• _Work instructions_
Sort through the listing below and keep each line with the word "retries". Copy those.

• _Source information_
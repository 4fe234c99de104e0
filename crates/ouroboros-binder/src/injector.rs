//! Injector compiler
//!
//! Turns a compiled [`HandlerBinding`] into the procedure that maps a request
//! to call arguments. Each pattern gets a closure holding exactly the
//! extraction steps it needs:
//!
//! | Pattern | Injector |
//! |---------|----------|
//! | `NO_PARAMS` | constant empty arguments |
//! | `REQUEST_ONLY` | the request itself |
//! | `PATH_ONLY` / `QUERY_ONLY` | entry list over one sub-view |
//! | `BODY_ONLY` | one body extractor, positional or keyword |
//! | `SIMPLE` | entry list tagged with its sub-view |
//! | `WITH_DEPS` | extraction plan, independent async dependencies concurrent |
//! | `FULL` | extraction plan, strictly sequential |
//!
//! Validation errors from extractors accumulate across fields so one response
//! reports every missing or invalid value. A failing dependency stops the
//! plan at its declared position, keeping errors from fields before it.

use std::collections::HashMap;
use std::fmt;
use std::sync::Arc;

use futures::future::join_all;

use crate::binder::HandlerBinding;
use crate::dependency::DependencySpec;
use crate::error::{ApiError, ApiResult, ValidationErrors};
use crate::extractors::{BodyFn, Extractor, ParamFn};
use crate::field::{FieldDefinition, PassKind, Source};
use crate::pattern::HandlerPattern;
use crate::request::{ParamMap, Request};
use crate::scope::RequestScope;
use crate::value::{Arg, CallArgs};

/// Injector that never suspends
pub type SyncInjectFn = Arc<dyn Fn(&Request, &RequestScope) -> ApiResult<CallArgs> + Send + Sync>;

/// Compiled per-handler argument injector
#[derive(Clone)]
pub enum Injector {
    /// Straight-line extraction, no dependencies
    Sync(SyncInjectFn),
    /// Step plan that may await dependencies
    Plan(Arc<ExtractionPlan>),
}

impl Injector {
    /// Bind call arguments for one request
    pub async fn inject(&self, request: &Request, scope: &RequestScope) -> ApiResult<CallArgs> {
        match self {
            Self::Sync(f) => f(request, scope),
            Self::Plan(plan) => plan.execute(request, scope).await,
        }
    }

    pub fn is_plan(&self) -> bool {
        matches!(self, Self::Plan(_))
    }
}

impl fmt::Debug for Injector {
    fn fmt(&self, f: &mut fmt::Formatter<'_>) -> fmt::Result {
        match self {
            Self::Sync(_) => f.write_str("Injector::Sync"),
            Self::Plan(plan) => f.debug_tuple("Injector::Plan").field(plan).finish(),
        }
    }
}

// ============================================================================
// Compilation
// ============================================================================

/// Compile the specialized injector for a binding's pattern
pub fn compile_argument_injector(binding: &HandlerBinding) -> Injector {
    let fields = binding.fields.as_slice();

    let specialized = match binding.pattern {
        HandlerPattern::NoParams => Some(no_params()),
        HandlerPattern::RequestOnly => request_only(fields),
        HandlerPattern::PathOnly => single_view(fields, Source::Path),
        HandlerPattern::QueryOnly => single_view(fields, Source::Query),
        HandlerPattern::BodyOnly => body_only(fields),
        HandlerPattern::Simple => path_and_query(fields),
        HandlerPattern::WithDeps => {
            return Injector::Plan(Arc::new(ExtractionPlan::new(binding, binding.concurrent_dependencies)));
        }
        HandlerPattern::Full => None,
    };

    match specialized {
        Some(f) => Injector::Sync(f),
        None => {
            if binding.pattern != HandlerPattern::Full {
                tracing::warn!(
                    handler = %binding.handler_name,
                    pattern = %binding.pattern,
                    "Fields do not match pattern, using full injector"
                );
            }
            compile_full_injector(binding)
        }
    }
}

/// Compile the generic injector that handles every legal field combination
pub fn compile_full_injector(binding: &HandlerBinding) -> Injector {
    Injector::Plan(Arc::new(ExtractionPlan::new(binding, false)))
}

fn no_params() -> SyncInjectFn {
    Arc::new(|_: &Request, _: &RequestScope| Ok(CallArgs::new()))
}

fn request_only(fields: &[FieldDefinition]) -> Option<SyncInjectFn> {
    let [field] = fields else { return None };
    let pass = field.pass_kind();
    let name = field.name().to_string();
    let injector: SyncInjectFn = Arc::new(move |request: &Request, _: &RequestScope| {
        let mut args = CallArgs::with_capacity(1);
        args.push(pass, &name, Arg::Request(request.clone()));
        Ok(args)
    });
    Some(injector)
}

struct Entry {
    extract: ParamFn,
    pass: PassKind,
    name: String,
}

fn param_entry(field: &FieldDefinition) -> Option<Entry> {
    let extract = match field.extractor()? {
        Extractor::Path(f) | Extractor::Query(f) => Arc::clone(f),
        _ => return None,
    };
    Some(Entry {
        extract,
        pass: field.pass_kind(),
        name: field.name().to_string(),
    })
}

fn single_view(fields: &[FieldDefinition], source: Source) -> Option<SyncInjectFn> {
    let entries = fields
        .iter()
        .map(|field| (field.source() == source).then(|| param_entry(field)).flatten())
        .collect::<Option<Vec<_>>>()?;
    let view: fn(&Request) -> &ParamMap = match source {
        Source::Path => Request::path_params,
        _ => Request::query_params,
    };

    let injector: SyncInjectFn = Arc::new(move |request: &Request, _: &RequestScope| {
        let params = view(request);
        let mut args = CallArgs::with_capacity(entries.len());
        let mut errors = ValidationErrors::new();
        for entry in &entries {
            if let Some(arg) = collect((entry.extract)(params), &mut errors)? {
                args.push(entry.pass, &entry.name, arg);
            }
        }
        errors.into_result()?;
        Ok(args)
    });
    Some(injector)
}

fn path_and_query(fields: &[FieldDefinition]) -> Option<SyncInjectFn> {
    let entries = fields
        .iter()
        .map(|field| Some((field.source(), param_entry(field)?)))
        .collect::<Option<Vec<_>>>()?;

    let injector: SyncInjectFn = Arc::new(move |request: &Request, _: &RequestScope| {
        let mut args = CallArgs::with_capacity(entries.len());
        let mut errors = ValidationErrors::new();
        for (source, entry) in &entries {
            let params = match source {
                Source::Path => request.path_params(),
                _ => request.query_params(),
            };
            if let Some(arg) = collect((entry.extract)(params), &mut errors)? {
                args.push(entry.pass, &entry.name, arg);
            }
        }
        errors.into_result()?;
        Ok(args)
    });
    Some(injector)
}

fn body_only(fields: &[FieldDefinition]) -> Option<SyncInjectFn> {
    let [field] = fields else { return None };
    let extract: BodyFn = match field.extractor()? {
        Extractor::Body(f) => Arc::clone(f),
        _ => return None,
    };

    let injector: SyncInjectFn = match field.pass_kind() {
        PassKind::Positional => Arc::new(move |request: &Request, scope: &RequestScope| {
            Ok(CallArgs {
                args: vec![extract(request, scope)?],
                kwargs: HashMap::new(),
            })
        }),
        PassKind::Keyword => {
            let name = field.name().to_string();
            Arc::new(move |request: &Request, scope: &RequestScope| {
                let mut kwargs = HashMap::with_capacity(1);
                kwargs.insert(name.clone(), extract(request, scope)?);
                Ok(CallArgs {
                    args: Vec::new(),
                    kwargs,
                })
            })
        }
    };
    Some(injector)
}

/// Fold a validation failure into `errors`, passing any other error through
fn collect(result: ApiResult<Arg>, errors: &mut ValidationErrors) -> ApiResult<Option<Arg>> {
    match result {
        Ok(arg) => Ok(Some(arg)),
        Err(ApiError::Validation(e)) => {
            errors.merge(e);
            Ok(None)
        }
        Err(e) => Err(e),
    }
}

// ============================================================================
// Extraction plan
// ============================================================================

enum StepAction {
    Request,
    Extract(Extractor),
    Dependency(DependencySpec),
}

struct Step {
    name: String,
    pass: PassKind,
    action: StepAction,
}

/// Flat sequence of tagged steps, one per field, in declaration order
pub struct ExtractionPlan {
    steps: Vec<Step>,
    concurrent: bool,
    needs_form: bool,
}

impl ExtractionPlan {
    fn new(binding: &HandlerBinding, concurrent: bool) -> Self {
        let steps = binding
            .fields
            .iter()
            .filter_map(|field| {
                let action = match (field.source(), field.extractor(), field.dependency()) {
                    (Source::Request, _, _) => StepAction::Request,
                    (_, _, Some(dependency)) => StepAction::Dependency(dependency.clone()),
                    (_, Some(extractor), _) => StepAction::Extract(extractor.clone()),
                    _ => return None,
                };
                Some(Step {
                    name: field.name().to_string(),
                    pass: field.pass_kind(),
                    action,
                })
            })
            .collect();

        Self {
            steps,
            concurrent,
            needs_form: binding.flags.needs_form_parsing,
        }
    }

    pub fn len(&self) -> usize {
        self.steps.len()
    }

    pub fn is_empty(&self) -> bool {
        self.steps.is_empty()
    }

    pub fn is_concurrent(&self) -> bool {
        self.concurrent
    }

    /// Async dependency steps eligible for concurrent resolution
    fn concurrent_steps(&self) -> Vec<(usize, &DependencySpec)> {
        if !self.concurrent {
            return Vec::new();
        }
        let steps: Vec<_> = self
            .steps
            .iter()
            .enumerate()
            .filter_map(|(i, step)| match &step.action {
                StepAction::Dependency(dep) if dep.is_async() => Some((i, dep)),
                _ => None,
            })
            .collect();
        if steps.len() < 2 {
            return Vec::new();
        }
        steps
    }

    async fn execute(&self, request: &Request, scope: &RequestScope) -> ApiResult<CallArgs> {
        if self.needs_form {
            request.form();
        }

        // Concurrent results are applied in declaration order below, so a
        // failing dependency reports the same errors as the sequential plan.
        let mut resolved: Vec<Option<ApiResult<Arg>>> = std::iter::repeat_with(|| None).take(self.steps.len()).collect();
        let early = self.concurrent_steps();
        if !early.is_empty() {
            let results = join_all(early.iter().map(|(_, dep)| dep.resolve(request, scope))).await;
            for ((i, _), result) in early.iter().zip(results) {
                resolved[*i] = Some(result);
            }
        }

        let mut args = CallArgs::with_capacity(self.steps.len());
        let mut errors = ValidationErrors::new();
        for (step, ready) in self.steps.iter().zip(resolved) {
            let result = match (&step.action, ready) {
                (_, Some(result)) => result,
                (StepAction::Request, None) => Ok(Arg::Request(request.clone())),
                (StepAction::Extract(extractor), None) => match collect(extractor.apply(request, scope), &mut errors)? {
                    Some(arg) => Ok(arg),
                    None => continue,
                },
                (StepAction::Dependency(dep), None) => dep.resolve(request, scope).await,
            };
            let arg = match result {
                Ok(arg) => arg,
                Err(ApiError::Validation(e)) => {
                    errors.merge(e);
                    return Err(errors.into());
                }
                Err(e) => return Err(e),
            };
            args.push(step.pass, &step.name, arg);
        }

        errors.into_result()?;
        Ok(args)
    }
}

impl fmt::Debug for ExtractionPlan {
    fn fmt(&self, f: &mut fmt::Formatter<'_>) -> fmt::Result {
        let steps: Vec<String> = self
            .steps
            .iter()
            .map(|step| match &step.action {
                StepAction::Request => format!("{}: request", step.name),
                StepAction::Extract(extractor) => format!("{}: {}", step.name, extractor.source()),
                StepAction::Dependency(dep) => format!("{}: depends({})", step.name, dep.name()),
            })
            .collect();
        f.debug_struct("ExtractionPlan")
            .field("steps", &steps)
            .field("concurrent", &self.concurrent)
            .field("needs_form", &self.needs_form)
            .finish()
    }
}
use std::sync::Arc;
use std::time::Duration;

use tokio::time::{self, MissedTickBehavior};
use tokio_util::sync::CancellationToken;
use tracing::{debug, error, info, warn};

use crate::error::{Error, Result};
use crate::metrics::{sink_labels, sink_metrics};
use crate::store::ClaimStore;
use crate::watermark::WatermarkTracker;

/// Persists the safe resume point of the [WatermarkTracker] whenever it advances. The persisted
/// value never goes backwards.
pub(crate) struct CheckpointWriter<S> {
    store: S,
    tracker: Arc<WatermarkTracker>,
    last_persisted: i64,
}

impl<S: ClaimStore> CheckpointWriter<S> {
    /// `last_persisted` is the checkpoint the store already holds.
    pub(crate) fn new(store: S, tracker: Arc<WatermarkTracker>, last_persisted: i64) -> Self {
        CheckpointWriter {
            store,
            tracker,
            last_persisted,
        }
    }

    /// Persists the watermark if it moved past the last persisted value. On failure the
    /// remembered value is kept, so the next call retries the same write.
    pub(crate) async fn update(&mut self) -> Result<()> {
        let watermark = self.tracker.safe_resume_point();
        if watermark <= self.last_persisted {
            return Ok(());
        }
        self.persist(watermark).await
    }

    async fn persist(&mut self, watermark: i64) -> Result<()> {
        self.store
            .persist_checkpoint(watermark)
            .await
            .map_err(|e| Error::Checkpoint(format!("persisting {watermark}: {e}")))?;
        debug!(watermark, "Persisted checkpoint");
        self.last_persisted = watermark;
        sink_metrics()
            .checkpoint
            .get_or_create(sink_labels())
            .set(watermark);
        Ok(())
    }

    pub(crate) fn last_persisted(&self) -> i64 {
        self.last_persisted
    }

    /// Persists the final watermark even if it did not change, then closes the store. Both steps
    /// run, their errors are reported together.
    pub(crate) async fn close(mut self) -> Result<()> {
        let mut errors = vec![];
        let watermark = self.tracker.safe_resume_point().max(self.last_persisted);
        if let Err(e) = self.persist(watermark).await {
            errors.push(e);
        }
        info!(watermark = self.last_persisted, "Final checkpoint");
        if let Err(e) = self.store.close().await {
            errors.push(e);
        }
        Error::from_many(errors)
    }
}

/// Runs [CheckpointWriter::update] every `interval` until `cancel` fires or an update fails. The
/// failure is handed to `on_error`. Cancelling also interrupts an update in progress, the final
/// persist in [CheckpointWriter::close] covers it.
pub(crate) async fn run_checkpoint<S, F>(
    mut writer: CheckpointWriter<S>,
    interval: Duration,
    cancel: CancellationToken,
    on_error: F,
) -> CheckpointWriter<S>
where
    S: ClaimStore,
    F: FnOnce(Error),
{
    let mut ticker = time::interval(interval);
    ticker.set_missed_tick_behavior(MissedTickBehavior::Delay);

    loop {
        tokio::select! {
            biased;
            _ = cancel.cancelled() => {
                debug!("Checkpoint pipeline cancelled");
                break;
            }
            _ = ticker.tick() => {}
        }
        let updated = tokio::select! {
            biased;
            _ = cancel.cancelled() => None,
            result = writer.update() => Some(result),
        };
        match updated {
            None => {
                debug!("Checkpoint pipeline cancelled during an update");
                break;
            }
            Some(Err(e)) => {
                error!(?e, "Failed to persist checkpoint, stopping checkpoints");
                on_error(e);
                break;
            }
            Some(Ok(())) => {}
        }
    }
    let active = writer.tracker.active_count();
    if active > 0 {
        warn!(
            active,
            last_persisted = writer.last_persisted(),
            "Checkpoint pipeline stopped with messages in flight"
        );
    }
    writer
}

#[cfg(test)]
#[allow(clippy::indexing_slicing)]
mod tests {
    use parking_lot::Mutex;

    use super::*;
    use crate::store::MemoryStore;
    use crate::store::test_utils::RecordingStore;

    #[tokio::test]
    async fn test_update_only_when_advanced() {
        let store = MemoryStore::new();
        let tracker = Arc::new(WatermarkTracker::new(0));
        let mut writer = CheckpointWriter::new(store.clone(), Arc::clone(&tracker), 0);

        writer.update().await.unwrap();
        assert!(store.checkpoints().is_empty());

        tracker.add_active(1);
        tracker.add_active(2);
        writer.update().await.unwrap();
        assert!(store.checkpoints().is_empty());

        tracker.remove_written(2);
        writer.update().await.unwrap();
        assert!(store.checkpoints().is_empty());

        tracker.remove_written(1);
        writer.update().await.unwrap();
        writer.update().await.unwrap();
        assert_eq!(store.checkpoints(), vec![2]);
        assert_eq!(writer.last_persisted(), 2);
    }

    #[tokio::test]
    async fn test_never_goes_backwards() {
        let store = MemoryStore::new();
        let tracker = Arc::new(WatermarkTracker::new(10));
        let mut writer = CheckpointWriter::new(store.clone(), Arc::clone(&tracker), 10);

        // replaying below the restored checkpoint
        tracker.add_active(5);
        writer.update().await.unwrap();
        writer.close().await.unwrap();
        assert_eq!(store.checkpoints(), vec![10]);
        assert_eq!(store.closed(), 1);
    }

    #[tokio::test]
    async fn test_failure_keeps_last_persisted() {
        let (recorded, mut factory) = RecordingStore::factory();
        let tracker = Arc::new(WatermarkTracker::new(0));
        let mut writer = CheckpointWriter::new(factory().unwrap(), Arc::clone(&tracker), 0);

        tracker.add_active(1);
        tracker.remove_written(1);
        recorded.lock().fail_checkpoints = true;
        assert!(matches!(writer.update().await, Err(Error::Checkpoint(_))));
        assert_eq!(writer.last_persisted(), 0);

        // the final flush retries the same value
        recorded.lock().fail_checkpoints = false;
        writer.close().await.unwrap();
        assert_eq!(recorded.lock().checkpoints, vec![1]);
        assert_eq!(recorded.lock().closed, vec![0]);
    }

    #[tokio::test]
    async fn test_close_reports_all_errors() {
        let (recorded, mut factory) = RecordingStore::factory();
        let tracker = Arc::new(WatermarkTracker::new(3));
        let writer = CheckpointWriter::new(factory().unwrap(), tracker, 3);
        {
            let mut recorded = recorded.lock();
            recorded.fail_checkpoints = true;
            recorded.fail_close = true;
        }

        let Err(Error::Multiple(errors)) = writer.close().await else {
            panic!("expected both errors");
        };
        assert!(matches!(errors[0], Error::Checkpoint(_)));
        assert!(matches!(errors[1], Error::Store(_)));
        assert_eq!(recorded.lock().closed, vec![0]);
    }

    #[tokio::test]
    async fn test_run_checkpoint() {
        let store = MemoryStore::new();
        let tracker = Arc::new(WatermarkTracker::new(0));
        let writer = CheckpointWriter::new(store.clone(), Arc::clone(&tracker), 0);
        let cancel = CancellationToken::new();

        let handle = tokio::spawn(run_checkpoint(
            writer,
            Duration::from_millis(10),
            cancel.clone(),
            |e| panic!("unexpected checkpoint error {e}"),
        ));

        tracker.add_active(1);
        tracker.add_active(2);
        tracker.remove_written(1);
        time::timeout(Duration::from_secs(2), async {
            while store.checkpoint() != Some(1) {
                time::sleep(Duration::from_millis(5)).await;
            }
        })
        .await
        .expect("checkpoint should advance to 1");

        cancel.cancel();
        let writer = handle.await.unwrap();
        assert_eq!(writer.last_persisted(), 1);
    }

    #[tokio::test]
    async fn test_run_checkpoint_stops_on_error() {
        let (recorded, mut factory) = RecordingStore::factory();
        recorded.lock().fail_checkpoints = true;
        let tracker = Arc::new(WatermarkTracker::new(0));
        tracker.add_active(4);
        tracker.remove_written(4);

        let reported = Arc::new(Mutex::new(None::<Error>));
        let writer = CheckpointWriter::new(factory().unwrap(), tracker, 0);
        let on_error = {
            let reported = Arc::clone(&reported);
            move |e: Error| *reported.lock() = Some(e)
        };

        let writer = time::timeout(
            Duration::from_secs(2),
            run_checkpoint(writer, Duration::from_millis(10), CancellationToken::new(), on_error),
        )
        .await
        .expect("checkpoint pipeline should stop on error");
        assert_eq!(writer.last_persisted(), 0);
        assert!(matches!(*reported.lock(), Some(Error::Checkpoint(_))));
    }
}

• _Reply_
    /// remembered value is kept, so the next call retries the same write.
        // the final flush retries the same value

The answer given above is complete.